Another recent finding is that MUC1 hinders the phagocytosis of Escherichia coli and the respiratory pathogen P. aeruginosa, with MUC1 deficiency being linked to loss of a steric barrier around macrophages, allowing better access of P. aeruginosa to cell-membrane receptors involved in phagocytosis, which therefore occurs with increased efficiency.23 Thus, MUC1 has not previously been reported to have a direct role in the process of phagocytosis. This contradictory role of MUC1 in facilitating or restricting phagocytosis of different pathogenic bacteria is intriguing and warrants further investigation. One possible explanation relates to their surface structures; S. pneumoniae are Gram positive bacteria while E. coli and P. aeruginosa are Gram negative, raising the possibility that this phenomenon is linked to the presence or absence of LPS. However differences in other surface molecules, such as the presence of flagellin on P. aeruginosa, cannot be ruled out.
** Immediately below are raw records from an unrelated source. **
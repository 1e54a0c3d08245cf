use super::*;
use pretty_assertions::assert_eq;

fn editor(html: &str) -> Editor {
    Editor::new(EditorOptions::new("editor").with_html(html)).expect("editor loads")
}

fn sanitized(html: &str) -> String {
    editor(html).html()
}

#[test]
fn empty_document_gets_a_blank_line() {
    assert_eq!(sanitized(""), "<p><br></p>");
    assert_eq!(sanitized("   \n  "), "<p><br></p>");
}

#[test]
fn loose_inline_content_is_wrapped_into_a_line() {
    assert_eq!(sanitized("Hello <b>world</b>"), "<p>Hello world</p>");
}

#[test]
fn whitespace_between_lines_is_dropped() {
    assert_eq!(sanitized("<p>a</p>\n  <p>b</p>"), "<p>a</p><p>b</p>");
}

#[test]
fn classless_inline_wrappers_are_unwrapped() {
    assert_eq!(
        sanitized("<p>a<span>b</span><em>c</em></p>"),
        "<p>abc</p>"
    );
}

#[test]
fn empty_lines_receive_a_break() {
    assert_eq!(sanitized("<p>a</p><p></p>"), "<p>a</p><p><br></p>");
}

#[test]
fn breaks_next_to_text_are_removed() {
    assert_eq!(sanitized("<p>a<br></p>"), "<p>a</p>");
}

#[test]
fn style_attributes_survive_only_where_permitted() {
    assert_eq!(sanitized("<p style=\"color: red;\">x</p>"), "<p>x</p>");
    assert_eq!(
        sanitized("<p><span class=\"_color\" style=\"color: red;\">x</span></p>"),
        "<p><span class=\"_color\" style=\"color: red;\">x</span></p>"
    );
}

#[test]
fn nested_duplicate_style_collapses() {
    assert_eq!(
        sanitized("<p><span class=\"_b\"><span class=\"_b\">x</span></span></p>"),
        "<p><span class=\"_b\">x</span></p>"
    );
}

#[test]
fn class_implied_by_parent_is_dropped() {
    assert_eq!(
        sanitized("<p><span class=\"_b\">a<span class=\"_b\">b</span></span></p>"),
        "<p><span class=\"_b\">ab</span></p>"
    );
}

#[test]
fn stop_class_without_style_to_stop_is_dropped() {
    assert_eq!(sanitized("<p><span class=\"_b_stop\">x</span></p>"), "<p>x</p>");
}

#[test]
fn competing_wrapper_gives_way_to_inner_style() {
    assert_eq!(
        sanitized("<p><span class=\"_small\"><span class=\"_h1\">x</span></span></p>"),
        "<p><span class=\"_h1\">x</span></p>"
    );
}

#[test]
fn atomic_content_is_locked() {
    let editor = editor("<p>see <span class=\"_hashtag_\">#tag</span> here</p>");
    let doc = editor.document();
    let hashtag = doc
        .descendants(doc.root())
        .into_iter()
        .find(|node| doc.class_of(*node) == crate::dom::NodeClass::Hashtag)
        .expect("hashtag kept");
    assert_eq!(doc.attribute(hashtag, "contenteditable"), Some("false"));
    assert!(
        doc.attribute(hashtag, "id")
            .is_some_and(|id| id.starts_with("hashtag"))
    );
    assert_eq!(doc.text_content(doc.root()), "see #tag here");
}

#[test]
fn blocks_at_the_edges_get_flanking_lines() {
    assert_eq!(sanitized("<hr>"), "<p><br></p><hr><p><br></p>");
    assert_eq!(
        sanitized("<p>a</p><hr><p>b</p>"),
        "<p>a</p><hr><p>b</p>"
    );
}

#[test]
fn removing_the_line_after_a_divider_restores_a_flanking_line() {
    let mut editor = editor("<p>a</p><hr><p>b</p>");
    let root = editor.root();
    let last = editor.document().last_child(root).expect("line");
    editor.document_mut().remove(last);
    editor.reconcile().expect("reconciles");
    assert_eq!(editor.html(), "<p>a</p><hr><p><br></p>");
}

#[test]
fn lone_unselectable_gets_a_text_anchor() {
    let mut editor = editor("<p>a<span class=\"_hashtag_\">#tag</span></p>");
    let root = editor.root();
    let paragraph = editor.document().children(root)[0];
    let text = editor.document().children(paragraph)[0];
    editor.document_mut().remove(text);
    editor.reconcile().expect("reconciles");

    let doc = editor.document();
    let children = doc.children(paragraph);
    assert_eq!(children.len(), 2);
    assert_eq!(doc.class_of(children[0]), crate::dom::NodeClass::Hashtag);
    assert!(doc.is_text(children[1]));
}

#[test]
fn sanitizing_twice_changes_nothing() {
    let mut editor = editor(
        "text<p><span>x</span></p><blockquote>q<p></p></blockquote><ul><li>a<br></li></ul><hr>",
    );
    let once = editor.html();
    editor.sanitize_document().expect("sanitizes");
    assert_eq!(editor.html(), once);
}

#[test]
fn loose_text_in_a_quote_becomes_a_line() {
    assert_eq!(
        sanitized("<blockquote>quoted</blockquote>"),
        "<blockquote><p>quoted</p></blockquote>"
    );
}

#[test]
fn emptied_quote_is_removed_on_reconcile() {
    let mut editor = editor("<p>a</p><blockquote><p>q</p></blockquote>");
    let root = editor.root();
    let quote = editor.document().children(root)[1];
    let inner = editor.document().first_child(quote).expect("line");
    editor.document_mut().remove(inner);
    editor.reconcile().expect("reconciles");
    assert_eq!(editor.html(), "<p>a</p>");
}

#[test]
fn emptied_root_is_refilled_on_reconcile() {
    let mut editor = editor("<p>a</p>");
    let root = editor.root();
    let only = editor.document().children(root)[0];
    editor.document_mut().remove(only);
    editor.reconcile().expect("reconciles");
    assert_eq!(editor.html(), "<p><br></p>");
}

#[test]
fn host_insertions_are_repaired_on_reconcile() {
    let mut editor = editor("<p>a</p>");
    let root = editor.root();
    let doc = editor.document_mut();
    let stray = doc.create_text("loose");
    doc.append_child(root, stray).expect("append");
    let wrapper = doc.create_element("font");
    let inner = doc.create_text("b");
    doc.append_child(wrapper, inner).expect("append");
    let first = doc.first_child(root).expect("line");
    doc.append_child(first, wrapper).expect("append");

    editor.reconcile().expect("reconciles");
    assert_eq!(editor.html(), "<p>ab</p><p>loose</p>");
}

#[test]
fn class_removal_unwraps_bare_span() {
    let mut editor = editor("<p>a<span class=\"_i\">b</span></p>");
    let doc = editor.document();
    let span = doc
        .descendants(doc.root())
        .into_iter()
        .find(|node| doc.is_tag(*node, "span"))
        .expect("span");
    editor.document_mut().remove_class(span, "_i");
    editor.reconcile().expect("reconciles");
    assert_eq!(editor.html(), "<p>ab</p>");
}
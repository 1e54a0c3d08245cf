use tracing::trace;

use super::climber::climb_to_eldest_single;
use crate::dom::{BoundaryPoint, DomResult, Document, NodeId};

/// What a crawl visitor wants to happen next.
#[derive(Clone, Copy, Debug, PartialEq, Eq)]
pub enum Visit {
    Continue,
    /// The visited node was replaced; continue from this node instead.
    Substitute(NodeId),
    /// Stop without recording the current node.
    Break,
}

#[derive(Clone, Copy, Debug, PartialEq, Eq)]
pub enum CrawlTarget {
    Node(NodeId),
    Range {
        start: BoundaryPoint,
        end: BoundaryPoint,
    },
}

#[derive(Clone, Copy, Debug)]
pub struct CrawlOptions {
    pub target: CrawlTarget,
    /// Climb the resolved container up to the child of this ancestor.
    pub scope: Option<NodeId>,
    pub start_from_eldest_child: bool,
    pub start_node: Option<NodeId>,
}

impl CrawlOptions {
    pub fn node(node: NodeId) -> Self {
        Self {
            target: CrawlTarget::Node(node),
            scope: None,
            start_from_eldest_child: false,
            start_node: None,
        }
    }

    pub fn range(start: BoundaryPoint, end: BoundaryPoint) -> Self {
        Self {
            target: CrawlTarget::Range { start, end },
            scope: None,
            start_from_eldest_child: false,
            start_node: None,
        }
    }

    pub fn within(mut self, scope: NodeId) -> Self {
        self.scope = Some(scope);
        self
    }

    pub fn starting_at(mut self, node: NodeId) -> Self {
        self.start_node = Some(node);
        self
    }

    pub fn from_eldest_child(mut self) -> Self {
        self.start_from_eldest_child = true;
        self
    }
}

#[derive(Clone, Debug, PartialEq, Eq)]
pub struct CrawlOutput {
    pub nodes: Vec<NodeId>,
    pub container: NodeId,
}

/// Point at which a range walk starts: the child addressed by an element
/// offset, or the text node itself.
fn node_at(document: &Document, point: BoundaryPoint, is_end: bool) -> NodeId {
    if document.is_text(point.node) {
        return point.node;
    }
    let children = document.children(point.node);
    if is_end {
        point
            .offset
            .checked_sub(1)
            .and_then(|index| children.get(index).copied())
            .unwrap_or(point.node)
    } else {
        children.get(point.offset).copied().unwrap_or(point.node)
    }
}

/// Walks the subtree below the resolved container in post-order: children
/// are visited before their parent, text nodes are visited but never
/// entered. The walk is bounded by a scope marker on the container, so it
/// stays inside even when the visitor restructures the tree.
pub fn crawl(
    document: &mut Document,
    options: CrawlOptions,
    mut visitor: impl FnMut(&mut Document, NodeId) -> Visit,
) -> DomResult<CrawlOutput> {
    let (mut container, start, end) = match options.target {
        CrawlTarget::Node(node) => (node, document.first_child(node), None),
        CrawlTarget::Range { start, end } => {
            let common = document
                .common_ancestor(start.node, end.node)
                .unwrap_or(start.node);
            (
                common,
                Some(node_at(document, start, false)),
                Some(node_at(document, end, true)),
            )
        }
    };

    if document.is_text(container) {
        container = document.parent(container).unwrap_or(container);
    }
    if let Some(scope) = options.scope {
        while container != scope {
            match document.parent(container) {
                Some(parent) if parent != scope => container = parent,
                _ => break,
            }
        }
    }

    let mut current = options.start_node.or(start);
    if current == Some(container) {
        current = document.first_child(container);
    }
    if options.start_from_eldest_child
        && let Some(node) = current
    {
        current = Some(climb_to_eldest_single(document, node, container)?);
    }

    let marker = document.mark_scope(container);
    let mut nodes = Vec::new();
    let mut descend = true;

    while let Some(node) = current {
        if !document.within_scope(node, marker) {
            break;
        }
        if descend
            && document.is_element(node)
            && let Some(first) = document.first_child(node)
        {
            current = Some(first);
            continue;
        }

        let next_before = document.next_sibling(node);
        let parent_before = document.parent(node);
        let visited = match visitor(document, node) {
            Visit::Break => {
                trace!(?node, "crawl stopped by visitor");
                break;
            }
            Visit::Continue => node,
            Visit::Substitute(substitute) => substitute,
        };

        let attached = document.parent(visited).is_some();
        if attached && document.within_scope(visited, marker) {
            nodes.push(visited);
        }
        if let Some(end) = end
            && (visited == end || (attached && document.contains(visited, end)))
        {
            break;
        }

        let (next, parent) = if attached {
            (document.next_sibling(visited), document.parent(visited))
        } else {
            (next_before, parent_before)
        };
        match next {
            Some(next) => {
                current = Some(next);
                descend = true;
            }
            None => {
                current = parent.filter(|parent| *parent != container);
                descend = false;
            }
        }
    }

    document.release_scope(marker);
    Ok(CrawlOutput { nodes, container })
}

/// Text nodes below `node` in document order.
pub fn text_nodes(document: &mut Document, node: NodeId) -> DomResult<Vec<NodeId>> {
    let output = crawl(document, CrawlOptions::node(node), |_, _| Visit::Continue)?;
    Ok(output
        .nodes
        .into_iter()
        .filter(|visited| document.is_text(*visited))
        .collect())
}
The current study illustrates the presence of a novel mechanism via which MUC1 can regulate bacterial virulence, i.e. by promoting macrophage phagocytosis, thereby assisting in reducing bacterial loads in the lung and subsequent invasion into the bloodstream. MUC1 has been previously demonstrated to have diverse roles both on the epithelial surface and on immune cells. It is well described for its role on epithelial cells where it functions as a barrier on the epithelial surface by sterically inhibiting the binding of pathogens to host epithelium, along with acting as a releasable decoy, limiting both bacterial colonization and associated inflammation.15,17,30 MUC1 has been previously shown to serve as an adhesion site for P. aeruginosa (via flagellin) and H. pylori (via BabA and SabA adhesins).15,21 In the current study, results from an in vitro assay indicate that MUC1 on epithelial cells may also be a binding ligand for S. pneumoniae, as knockdown of MUC1 expression on a lung epithelial cell line was associated with lower adhesion of pneumococci. It is thus possible that MUC1 on the lung epithelium plays some role in protecting against invasion of the host by S. pneumoniae. However, new data in this study suggest that MUC1 on macrophages plays a key role in controlling the levels of these bacteria in the respiratory tract by facilitating phagocytosis and thereby limit invasion. As lung colonization and dissemination into other body sites such as blood and brain are key steps in pneumococcal pathogenesis, elucidating the role of MUC1 in limiting these processes is critical to understanding how the innate immune system protects against pneumococcal disease. The current study therefore adds to the well-documented heterogeneity of MUC1 functions at different sites and in response to different pathogens.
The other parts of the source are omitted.